▶ [WHAT IS BEING ASKED] Which lines in the data below contain the word "flips"? Copy each of them.

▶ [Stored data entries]
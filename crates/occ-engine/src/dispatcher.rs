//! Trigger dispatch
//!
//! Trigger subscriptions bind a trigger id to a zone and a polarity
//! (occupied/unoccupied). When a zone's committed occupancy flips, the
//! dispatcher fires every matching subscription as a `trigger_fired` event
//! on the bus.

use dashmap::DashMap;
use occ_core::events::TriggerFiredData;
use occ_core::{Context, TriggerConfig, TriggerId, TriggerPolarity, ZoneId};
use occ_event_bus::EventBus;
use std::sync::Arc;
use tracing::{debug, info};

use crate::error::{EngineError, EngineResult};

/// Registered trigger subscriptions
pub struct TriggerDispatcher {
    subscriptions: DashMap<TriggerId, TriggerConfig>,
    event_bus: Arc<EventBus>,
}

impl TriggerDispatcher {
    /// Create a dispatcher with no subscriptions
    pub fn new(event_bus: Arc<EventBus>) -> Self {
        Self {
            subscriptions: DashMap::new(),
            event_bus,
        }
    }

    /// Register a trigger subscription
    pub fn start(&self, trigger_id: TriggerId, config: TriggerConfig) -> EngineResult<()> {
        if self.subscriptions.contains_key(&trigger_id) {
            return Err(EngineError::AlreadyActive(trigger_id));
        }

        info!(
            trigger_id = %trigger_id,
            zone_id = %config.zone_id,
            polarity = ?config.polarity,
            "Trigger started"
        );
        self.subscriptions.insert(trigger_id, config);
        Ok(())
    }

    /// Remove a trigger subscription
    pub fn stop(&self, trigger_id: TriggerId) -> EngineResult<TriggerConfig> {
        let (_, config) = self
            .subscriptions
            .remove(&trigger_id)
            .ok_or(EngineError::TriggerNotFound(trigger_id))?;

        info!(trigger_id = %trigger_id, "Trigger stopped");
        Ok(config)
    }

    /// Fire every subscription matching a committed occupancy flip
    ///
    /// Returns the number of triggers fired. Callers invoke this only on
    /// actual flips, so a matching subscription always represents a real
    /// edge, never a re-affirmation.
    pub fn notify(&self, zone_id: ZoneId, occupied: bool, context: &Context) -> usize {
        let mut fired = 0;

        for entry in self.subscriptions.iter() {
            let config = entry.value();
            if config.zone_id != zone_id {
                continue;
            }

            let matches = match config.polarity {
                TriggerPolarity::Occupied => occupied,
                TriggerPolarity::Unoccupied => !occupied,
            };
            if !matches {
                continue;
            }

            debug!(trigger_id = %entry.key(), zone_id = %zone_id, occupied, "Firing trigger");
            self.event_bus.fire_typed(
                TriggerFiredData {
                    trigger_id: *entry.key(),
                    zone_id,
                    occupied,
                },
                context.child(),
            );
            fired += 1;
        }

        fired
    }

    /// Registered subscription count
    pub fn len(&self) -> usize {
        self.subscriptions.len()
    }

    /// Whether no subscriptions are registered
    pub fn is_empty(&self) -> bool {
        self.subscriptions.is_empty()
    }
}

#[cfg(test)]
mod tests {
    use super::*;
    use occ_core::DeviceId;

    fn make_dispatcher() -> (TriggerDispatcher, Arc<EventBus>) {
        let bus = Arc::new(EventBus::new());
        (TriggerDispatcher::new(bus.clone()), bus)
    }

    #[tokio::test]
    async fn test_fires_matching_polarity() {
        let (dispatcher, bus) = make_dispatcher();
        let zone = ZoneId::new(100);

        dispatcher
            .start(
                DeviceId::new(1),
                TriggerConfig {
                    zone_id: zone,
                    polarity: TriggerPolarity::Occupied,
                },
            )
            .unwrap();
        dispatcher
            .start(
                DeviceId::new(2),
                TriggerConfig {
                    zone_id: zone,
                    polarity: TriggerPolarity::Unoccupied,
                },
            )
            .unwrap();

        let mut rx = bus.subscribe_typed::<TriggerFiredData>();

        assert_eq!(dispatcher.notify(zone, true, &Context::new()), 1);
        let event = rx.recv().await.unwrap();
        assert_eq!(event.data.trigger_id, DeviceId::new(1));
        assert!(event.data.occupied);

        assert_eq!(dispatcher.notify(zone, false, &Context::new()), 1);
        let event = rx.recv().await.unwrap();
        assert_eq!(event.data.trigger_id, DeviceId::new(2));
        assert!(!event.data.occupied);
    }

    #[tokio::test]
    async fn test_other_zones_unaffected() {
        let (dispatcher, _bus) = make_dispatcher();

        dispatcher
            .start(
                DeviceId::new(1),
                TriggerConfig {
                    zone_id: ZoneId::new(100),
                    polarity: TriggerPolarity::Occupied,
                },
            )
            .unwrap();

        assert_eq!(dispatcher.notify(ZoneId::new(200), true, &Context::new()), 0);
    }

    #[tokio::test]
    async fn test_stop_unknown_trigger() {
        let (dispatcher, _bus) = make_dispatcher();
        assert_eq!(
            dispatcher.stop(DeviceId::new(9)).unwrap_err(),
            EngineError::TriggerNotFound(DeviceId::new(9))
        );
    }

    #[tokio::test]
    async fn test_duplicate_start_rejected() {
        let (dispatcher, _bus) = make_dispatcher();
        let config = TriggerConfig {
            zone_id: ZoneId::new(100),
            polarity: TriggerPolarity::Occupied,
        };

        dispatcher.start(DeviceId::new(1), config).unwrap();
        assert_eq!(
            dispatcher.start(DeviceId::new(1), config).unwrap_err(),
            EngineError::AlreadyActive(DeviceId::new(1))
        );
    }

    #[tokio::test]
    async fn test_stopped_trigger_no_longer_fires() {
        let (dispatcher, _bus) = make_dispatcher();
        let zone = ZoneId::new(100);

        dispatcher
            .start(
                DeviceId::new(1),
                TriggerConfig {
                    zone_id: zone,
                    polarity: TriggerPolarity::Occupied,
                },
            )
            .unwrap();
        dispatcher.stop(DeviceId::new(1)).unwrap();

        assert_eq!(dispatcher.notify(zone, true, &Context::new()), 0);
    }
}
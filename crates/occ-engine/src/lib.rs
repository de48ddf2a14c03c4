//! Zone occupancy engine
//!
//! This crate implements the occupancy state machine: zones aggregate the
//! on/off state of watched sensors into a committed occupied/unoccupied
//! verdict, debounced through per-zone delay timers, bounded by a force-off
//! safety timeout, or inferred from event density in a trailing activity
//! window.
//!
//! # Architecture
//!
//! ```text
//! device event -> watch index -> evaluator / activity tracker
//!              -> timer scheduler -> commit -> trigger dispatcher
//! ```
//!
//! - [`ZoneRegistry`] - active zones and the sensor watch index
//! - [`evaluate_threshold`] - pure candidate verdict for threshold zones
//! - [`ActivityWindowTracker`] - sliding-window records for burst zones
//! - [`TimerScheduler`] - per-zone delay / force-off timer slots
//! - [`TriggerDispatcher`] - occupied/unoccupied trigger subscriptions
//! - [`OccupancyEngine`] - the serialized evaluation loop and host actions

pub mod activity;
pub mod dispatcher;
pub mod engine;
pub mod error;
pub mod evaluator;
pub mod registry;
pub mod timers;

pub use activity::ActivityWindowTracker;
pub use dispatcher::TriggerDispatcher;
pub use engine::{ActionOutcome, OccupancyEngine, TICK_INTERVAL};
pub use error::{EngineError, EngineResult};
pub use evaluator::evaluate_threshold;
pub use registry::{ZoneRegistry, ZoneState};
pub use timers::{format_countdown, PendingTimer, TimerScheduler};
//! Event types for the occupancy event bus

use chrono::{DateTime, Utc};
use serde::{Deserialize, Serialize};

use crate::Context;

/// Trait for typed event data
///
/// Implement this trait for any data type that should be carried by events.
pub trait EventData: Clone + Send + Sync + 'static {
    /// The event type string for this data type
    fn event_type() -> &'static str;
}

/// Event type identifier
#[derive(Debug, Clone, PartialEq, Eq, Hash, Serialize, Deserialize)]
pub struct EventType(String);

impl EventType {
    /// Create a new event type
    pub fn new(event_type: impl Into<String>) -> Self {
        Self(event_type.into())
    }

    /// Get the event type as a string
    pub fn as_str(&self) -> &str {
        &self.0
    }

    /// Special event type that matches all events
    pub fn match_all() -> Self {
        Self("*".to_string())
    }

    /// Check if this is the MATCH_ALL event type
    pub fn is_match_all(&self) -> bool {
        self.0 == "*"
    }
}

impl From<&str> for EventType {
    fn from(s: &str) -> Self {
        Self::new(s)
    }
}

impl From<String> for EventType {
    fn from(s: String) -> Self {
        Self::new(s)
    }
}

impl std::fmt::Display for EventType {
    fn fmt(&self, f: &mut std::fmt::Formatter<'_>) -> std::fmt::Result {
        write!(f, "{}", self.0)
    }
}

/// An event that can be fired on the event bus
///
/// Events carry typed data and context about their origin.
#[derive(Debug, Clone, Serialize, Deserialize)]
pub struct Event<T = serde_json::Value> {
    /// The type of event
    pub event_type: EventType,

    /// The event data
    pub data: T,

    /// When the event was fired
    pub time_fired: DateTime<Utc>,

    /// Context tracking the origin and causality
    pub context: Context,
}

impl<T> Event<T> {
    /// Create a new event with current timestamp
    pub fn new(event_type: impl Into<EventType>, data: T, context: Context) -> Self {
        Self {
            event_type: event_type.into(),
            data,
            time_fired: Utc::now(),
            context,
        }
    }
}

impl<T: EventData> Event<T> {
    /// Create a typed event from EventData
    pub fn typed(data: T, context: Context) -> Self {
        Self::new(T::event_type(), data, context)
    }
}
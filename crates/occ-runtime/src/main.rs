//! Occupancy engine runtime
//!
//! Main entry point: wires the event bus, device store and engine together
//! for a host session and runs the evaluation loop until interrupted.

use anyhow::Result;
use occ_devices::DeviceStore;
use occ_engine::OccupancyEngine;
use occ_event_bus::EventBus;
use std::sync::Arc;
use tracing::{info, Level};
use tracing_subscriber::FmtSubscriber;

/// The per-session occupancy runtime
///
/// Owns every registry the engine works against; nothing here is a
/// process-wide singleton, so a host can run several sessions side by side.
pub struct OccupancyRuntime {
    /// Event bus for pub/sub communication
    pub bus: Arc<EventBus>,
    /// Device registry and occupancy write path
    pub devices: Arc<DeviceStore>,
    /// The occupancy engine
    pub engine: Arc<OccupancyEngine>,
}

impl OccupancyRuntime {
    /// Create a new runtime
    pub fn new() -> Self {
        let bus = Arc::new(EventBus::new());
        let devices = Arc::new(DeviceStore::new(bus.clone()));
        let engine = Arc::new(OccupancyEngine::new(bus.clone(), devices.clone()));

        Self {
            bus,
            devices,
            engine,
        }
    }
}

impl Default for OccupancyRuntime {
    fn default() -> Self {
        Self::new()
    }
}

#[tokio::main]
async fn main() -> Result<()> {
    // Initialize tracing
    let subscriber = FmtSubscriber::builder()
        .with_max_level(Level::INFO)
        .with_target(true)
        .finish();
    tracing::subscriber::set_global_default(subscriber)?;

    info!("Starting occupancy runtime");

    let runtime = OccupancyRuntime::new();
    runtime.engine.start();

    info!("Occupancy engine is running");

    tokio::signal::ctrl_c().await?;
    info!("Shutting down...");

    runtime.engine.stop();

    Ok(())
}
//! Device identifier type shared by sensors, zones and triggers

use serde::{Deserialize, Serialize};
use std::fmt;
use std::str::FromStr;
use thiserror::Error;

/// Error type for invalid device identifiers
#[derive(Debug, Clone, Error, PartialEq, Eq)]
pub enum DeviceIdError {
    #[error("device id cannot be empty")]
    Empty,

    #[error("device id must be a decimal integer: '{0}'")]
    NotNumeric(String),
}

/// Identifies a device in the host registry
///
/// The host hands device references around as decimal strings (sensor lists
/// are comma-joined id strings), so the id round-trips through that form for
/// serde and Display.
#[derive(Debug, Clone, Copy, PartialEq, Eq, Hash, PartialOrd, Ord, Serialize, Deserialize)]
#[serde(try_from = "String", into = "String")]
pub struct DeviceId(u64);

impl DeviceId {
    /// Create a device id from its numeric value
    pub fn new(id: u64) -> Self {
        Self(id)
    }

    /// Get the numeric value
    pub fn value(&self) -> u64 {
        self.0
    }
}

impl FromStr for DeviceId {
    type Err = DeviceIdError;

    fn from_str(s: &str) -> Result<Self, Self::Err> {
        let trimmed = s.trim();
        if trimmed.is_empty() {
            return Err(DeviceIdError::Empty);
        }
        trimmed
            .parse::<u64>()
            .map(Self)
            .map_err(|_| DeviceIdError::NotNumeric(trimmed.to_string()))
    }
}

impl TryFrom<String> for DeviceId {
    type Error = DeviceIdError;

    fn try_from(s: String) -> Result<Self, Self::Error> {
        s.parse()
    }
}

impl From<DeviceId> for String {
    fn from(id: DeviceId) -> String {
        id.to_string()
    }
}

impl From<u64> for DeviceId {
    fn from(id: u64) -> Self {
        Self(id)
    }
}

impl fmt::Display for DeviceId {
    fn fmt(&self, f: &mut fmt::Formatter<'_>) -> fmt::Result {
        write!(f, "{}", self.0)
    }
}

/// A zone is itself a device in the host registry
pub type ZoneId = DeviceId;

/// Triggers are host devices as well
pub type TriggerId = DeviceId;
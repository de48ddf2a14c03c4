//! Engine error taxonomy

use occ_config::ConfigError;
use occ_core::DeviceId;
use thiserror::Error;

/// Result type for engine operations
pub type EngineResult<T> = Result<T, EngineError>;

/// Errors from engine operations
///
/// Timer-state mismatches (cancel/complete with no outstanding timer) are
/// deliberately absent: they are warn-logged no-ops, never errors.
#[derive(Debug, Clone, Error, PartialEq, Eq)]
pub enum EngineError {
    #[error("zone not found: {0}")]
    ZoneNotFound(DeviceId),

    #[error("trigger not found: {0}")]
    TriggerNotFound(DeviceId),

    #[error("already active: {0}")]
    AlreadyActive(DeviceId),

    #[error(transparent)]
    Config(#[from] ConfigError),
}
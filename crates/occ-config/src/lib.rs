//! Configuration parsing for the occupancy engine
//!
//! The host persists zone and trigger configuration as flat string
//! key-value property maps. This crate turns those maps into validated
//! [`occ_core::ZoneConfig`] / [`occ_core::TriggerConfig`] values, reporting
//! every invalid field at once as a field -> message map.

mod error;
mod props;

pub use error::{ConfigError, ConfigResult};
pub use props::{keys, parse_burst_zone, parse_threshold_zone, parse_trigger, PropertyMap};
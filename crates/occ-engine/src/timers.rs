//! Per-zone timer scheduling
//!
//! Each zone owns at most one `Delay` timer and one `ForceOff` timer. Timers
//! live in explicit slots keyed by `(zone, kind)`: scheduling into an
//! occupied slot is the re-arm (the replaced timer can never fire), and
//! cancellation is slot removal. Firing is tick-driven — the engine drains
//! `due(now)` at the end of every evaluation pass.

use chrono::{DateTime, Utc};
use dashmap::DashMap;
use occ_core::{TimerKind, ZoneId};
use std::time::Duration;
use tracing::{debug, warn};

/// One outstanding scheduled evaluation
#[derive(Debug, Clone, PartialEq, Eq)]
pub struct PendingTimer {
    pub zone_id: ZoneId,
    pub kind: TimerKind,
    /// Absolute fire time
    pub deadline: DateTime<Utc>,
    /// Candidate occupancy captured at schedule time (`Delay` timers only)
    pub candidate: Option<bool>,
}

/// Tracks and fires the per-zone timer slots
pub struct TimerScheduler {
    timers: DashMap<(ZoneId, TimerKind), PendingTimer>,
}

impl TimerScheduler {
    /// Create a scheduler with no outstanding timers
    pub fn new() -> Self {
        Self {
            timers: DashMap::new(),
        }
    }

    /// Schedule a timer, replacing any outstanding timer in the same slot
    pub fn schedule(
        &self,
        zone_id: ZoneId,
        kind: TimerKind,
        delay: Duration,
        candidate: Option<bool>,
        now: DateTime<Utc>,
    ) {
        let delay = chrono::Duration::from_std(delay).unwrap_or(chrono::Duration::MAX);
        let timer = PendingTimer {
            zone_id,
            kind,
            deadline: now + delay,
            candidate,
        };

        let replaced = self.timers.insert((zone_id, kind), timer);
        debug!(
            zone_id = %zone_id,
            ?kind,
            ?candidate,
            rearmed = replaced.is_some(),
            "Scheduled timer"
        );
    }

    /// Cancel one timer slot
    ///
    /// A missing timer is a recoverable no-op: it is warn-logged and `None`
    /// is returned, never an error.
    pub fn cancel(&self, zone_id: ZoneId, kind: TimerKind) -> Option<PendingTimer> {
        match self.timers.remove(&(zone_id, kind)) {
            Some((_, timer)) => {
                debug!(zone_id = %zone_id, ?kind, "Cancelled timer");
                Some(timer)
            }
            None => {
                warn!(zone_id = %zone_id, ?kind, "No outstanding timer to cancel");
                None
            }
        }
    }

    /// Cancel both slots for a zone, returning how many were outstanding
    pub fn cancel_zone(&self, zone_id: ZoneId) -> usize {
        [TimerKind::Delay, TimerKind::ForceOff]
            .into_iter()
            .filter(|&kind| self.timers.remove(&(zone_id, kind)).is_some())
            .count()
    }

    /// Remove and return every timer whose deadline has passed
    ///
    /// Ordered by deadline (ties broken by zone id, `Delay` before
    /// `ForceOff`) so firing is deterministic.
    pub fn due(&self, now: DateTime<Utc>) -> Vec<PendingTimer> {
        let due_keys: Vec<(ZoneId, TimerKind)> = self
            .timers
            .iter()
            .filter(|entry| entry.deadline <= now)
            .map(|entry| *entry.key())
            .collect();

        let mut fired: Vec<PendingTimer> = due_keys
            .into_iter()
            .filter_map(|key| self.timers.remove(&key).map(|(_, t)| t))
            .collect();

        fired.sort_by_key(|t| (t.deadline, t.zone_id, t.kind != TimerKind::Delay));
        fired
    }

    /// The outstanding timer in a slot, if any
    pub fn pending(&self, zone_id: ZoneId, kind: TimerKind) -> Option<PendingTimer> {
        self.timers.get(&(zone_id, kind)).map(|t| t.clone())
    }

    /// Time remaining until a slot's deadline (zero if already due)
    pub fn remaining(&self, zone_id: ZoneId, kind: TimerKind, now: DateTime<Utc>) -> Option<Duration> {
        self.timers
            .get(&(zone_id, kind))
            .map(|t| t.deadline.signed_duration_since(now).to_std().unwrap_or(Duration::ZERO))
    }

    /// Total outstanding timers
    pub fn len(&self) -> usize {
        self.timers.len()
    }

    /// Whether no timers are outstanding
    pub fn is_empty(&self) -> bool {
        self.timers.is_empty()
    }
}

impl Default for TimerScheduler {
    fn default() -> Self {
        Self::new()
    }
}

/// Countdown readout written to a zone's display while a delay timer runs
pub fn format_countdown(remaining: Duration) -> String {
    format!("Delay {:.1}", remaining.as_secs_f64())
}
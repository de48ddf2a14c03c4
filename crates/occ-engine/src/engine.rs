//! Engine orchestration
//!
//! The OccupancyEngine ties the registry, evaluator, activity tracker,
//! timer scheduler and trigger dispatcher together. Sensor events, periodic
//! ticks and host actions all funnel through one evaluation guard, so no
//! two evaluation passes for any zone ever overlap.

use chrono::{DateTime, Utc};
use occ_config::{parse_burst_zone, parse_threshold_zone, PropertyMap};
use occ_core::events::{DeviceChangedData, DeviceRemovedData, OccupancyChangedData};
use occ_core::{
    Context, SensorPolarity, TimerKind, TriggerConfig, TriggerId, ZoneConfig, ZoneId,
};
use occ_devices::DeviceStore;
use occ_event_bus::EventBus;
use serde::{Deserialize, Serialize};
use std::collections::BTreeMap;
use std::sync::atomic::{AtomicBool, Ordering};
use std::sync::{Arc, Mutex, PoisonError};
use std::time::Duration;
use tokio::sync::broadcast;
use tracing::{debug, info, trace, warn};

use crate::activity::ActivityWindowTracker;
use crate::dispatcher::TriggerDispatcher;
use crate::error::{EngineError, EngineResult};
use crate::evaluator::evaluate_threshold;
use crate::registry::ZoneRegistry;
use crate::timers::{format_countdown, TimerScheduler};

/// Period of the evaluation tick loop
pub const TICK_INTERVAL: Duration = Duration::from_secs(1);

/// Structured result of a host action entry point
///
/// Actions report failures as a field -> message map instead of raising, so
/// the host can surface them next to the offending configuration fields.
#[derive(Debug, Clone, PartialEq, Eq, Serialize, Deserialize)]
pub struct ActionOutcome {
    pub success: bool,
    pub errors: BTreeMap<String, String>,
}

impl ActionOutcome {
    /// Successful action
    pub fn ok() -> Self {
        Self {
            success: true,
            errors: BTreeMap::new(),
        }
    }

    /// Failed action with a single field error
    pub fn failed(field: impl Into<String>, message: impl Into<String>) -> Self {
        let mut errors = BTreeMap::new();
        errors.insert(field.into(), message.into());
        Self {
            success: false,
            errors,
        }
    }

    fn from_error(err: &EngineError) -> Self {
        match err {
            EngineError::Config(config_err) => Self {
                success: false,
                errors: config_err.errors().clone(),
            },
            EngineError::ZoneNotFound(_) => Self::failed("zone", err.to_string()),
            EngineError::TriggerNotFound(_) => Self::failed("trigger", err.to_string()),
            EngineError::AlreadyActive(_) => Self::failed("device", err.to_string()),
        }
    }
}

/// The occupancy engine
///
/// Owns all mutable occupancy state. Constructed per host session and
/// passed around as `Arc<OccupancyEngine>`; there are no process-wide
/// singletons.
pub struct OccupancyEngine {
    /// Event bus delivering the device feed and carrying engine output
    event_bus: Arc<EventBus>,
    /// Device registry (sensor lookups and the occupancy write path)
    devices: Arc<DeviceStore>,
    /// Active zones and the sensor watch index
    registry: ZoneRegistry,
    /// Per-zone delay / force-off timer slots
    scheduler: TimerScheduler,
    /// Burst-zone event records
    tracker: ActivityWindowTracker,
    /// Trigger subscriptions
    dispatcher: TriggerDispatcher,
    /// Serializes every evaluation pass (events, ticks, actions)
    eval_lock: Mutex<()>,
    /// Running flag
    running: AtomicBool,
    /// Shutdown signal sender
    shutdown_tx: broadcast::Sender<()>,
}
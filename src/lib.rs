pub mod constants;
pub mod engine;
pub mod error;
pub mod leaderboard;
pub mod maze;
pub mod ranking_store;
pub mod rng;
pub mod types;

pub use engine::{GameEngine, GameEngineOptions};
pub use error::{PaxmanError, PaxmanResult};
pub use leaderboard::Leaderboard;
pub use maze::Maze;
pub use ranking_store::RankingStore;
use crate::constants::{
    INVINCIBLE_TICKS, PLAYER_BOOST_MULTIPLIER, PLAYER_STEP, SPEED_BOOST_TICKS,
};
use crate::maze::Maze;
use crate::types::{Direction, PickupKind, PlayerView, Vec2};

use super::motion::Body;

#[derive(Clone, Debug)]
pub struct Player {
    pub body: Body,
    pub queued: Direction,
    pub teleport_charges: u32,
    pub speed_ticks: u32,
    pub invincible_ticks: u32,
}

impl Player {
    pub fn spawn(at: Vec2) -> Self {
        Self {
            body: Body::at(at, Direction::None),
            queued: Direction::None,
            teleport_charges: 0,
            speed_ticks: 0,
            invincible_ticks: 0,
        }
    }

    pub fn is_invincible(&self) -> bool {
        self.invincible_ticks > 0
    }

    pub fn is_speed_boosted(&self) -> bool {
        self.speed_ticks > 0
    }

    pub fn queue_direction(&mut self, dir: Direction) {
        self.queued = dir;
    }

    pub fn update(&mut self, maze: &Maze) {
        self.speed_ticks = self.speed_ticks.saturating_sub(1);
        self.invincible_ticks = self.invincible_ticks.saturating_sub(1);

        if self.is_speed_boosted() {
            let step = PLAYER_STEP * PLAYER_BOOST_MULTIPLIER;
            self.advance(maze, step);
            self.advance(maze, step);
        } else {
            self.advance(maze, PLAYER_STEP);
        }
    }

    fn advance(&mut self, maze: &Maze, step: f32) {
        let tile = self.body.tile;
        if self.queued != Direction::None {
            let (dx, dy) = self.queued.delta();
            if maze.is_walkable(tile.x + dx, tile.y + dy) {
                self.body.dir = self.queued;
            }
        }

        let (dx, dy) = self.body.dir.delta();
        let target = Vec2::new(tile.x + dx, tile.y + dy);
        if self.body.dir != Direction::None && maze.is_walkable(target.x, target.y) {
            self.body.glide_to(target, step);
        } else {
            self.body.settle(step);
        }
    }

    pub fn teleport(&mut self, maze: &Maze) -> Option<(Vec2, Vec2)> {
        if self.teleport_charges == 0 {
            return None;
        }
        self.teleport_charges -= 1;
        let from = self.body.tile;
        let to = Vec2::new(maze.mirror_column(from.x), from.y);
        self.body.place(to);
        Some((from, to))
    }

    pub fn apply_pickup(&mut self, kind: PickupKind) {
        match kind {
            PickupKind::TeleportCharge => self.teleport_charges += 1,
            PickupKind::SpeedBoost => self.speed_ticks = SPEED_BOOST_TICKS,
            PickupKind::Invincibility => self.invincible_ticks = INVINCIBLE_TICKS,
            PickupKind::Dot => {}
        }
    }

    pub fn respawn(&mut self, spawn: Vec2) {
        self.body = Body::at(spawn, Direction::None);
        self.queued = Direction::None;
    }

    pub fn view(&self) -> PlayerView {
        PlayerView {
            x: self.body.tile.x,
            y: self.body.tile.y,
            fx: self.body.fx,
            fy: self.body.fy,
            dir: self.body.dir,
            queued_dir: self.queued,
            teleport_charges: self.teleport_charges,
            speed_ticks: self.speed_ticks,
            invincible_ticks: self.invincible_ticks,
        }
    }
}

▶ [RESULT]
//! (occupied/unoccupied). When a zone's committed occupancy flips, the
    /// actual flips, so a matching subscription always represents a real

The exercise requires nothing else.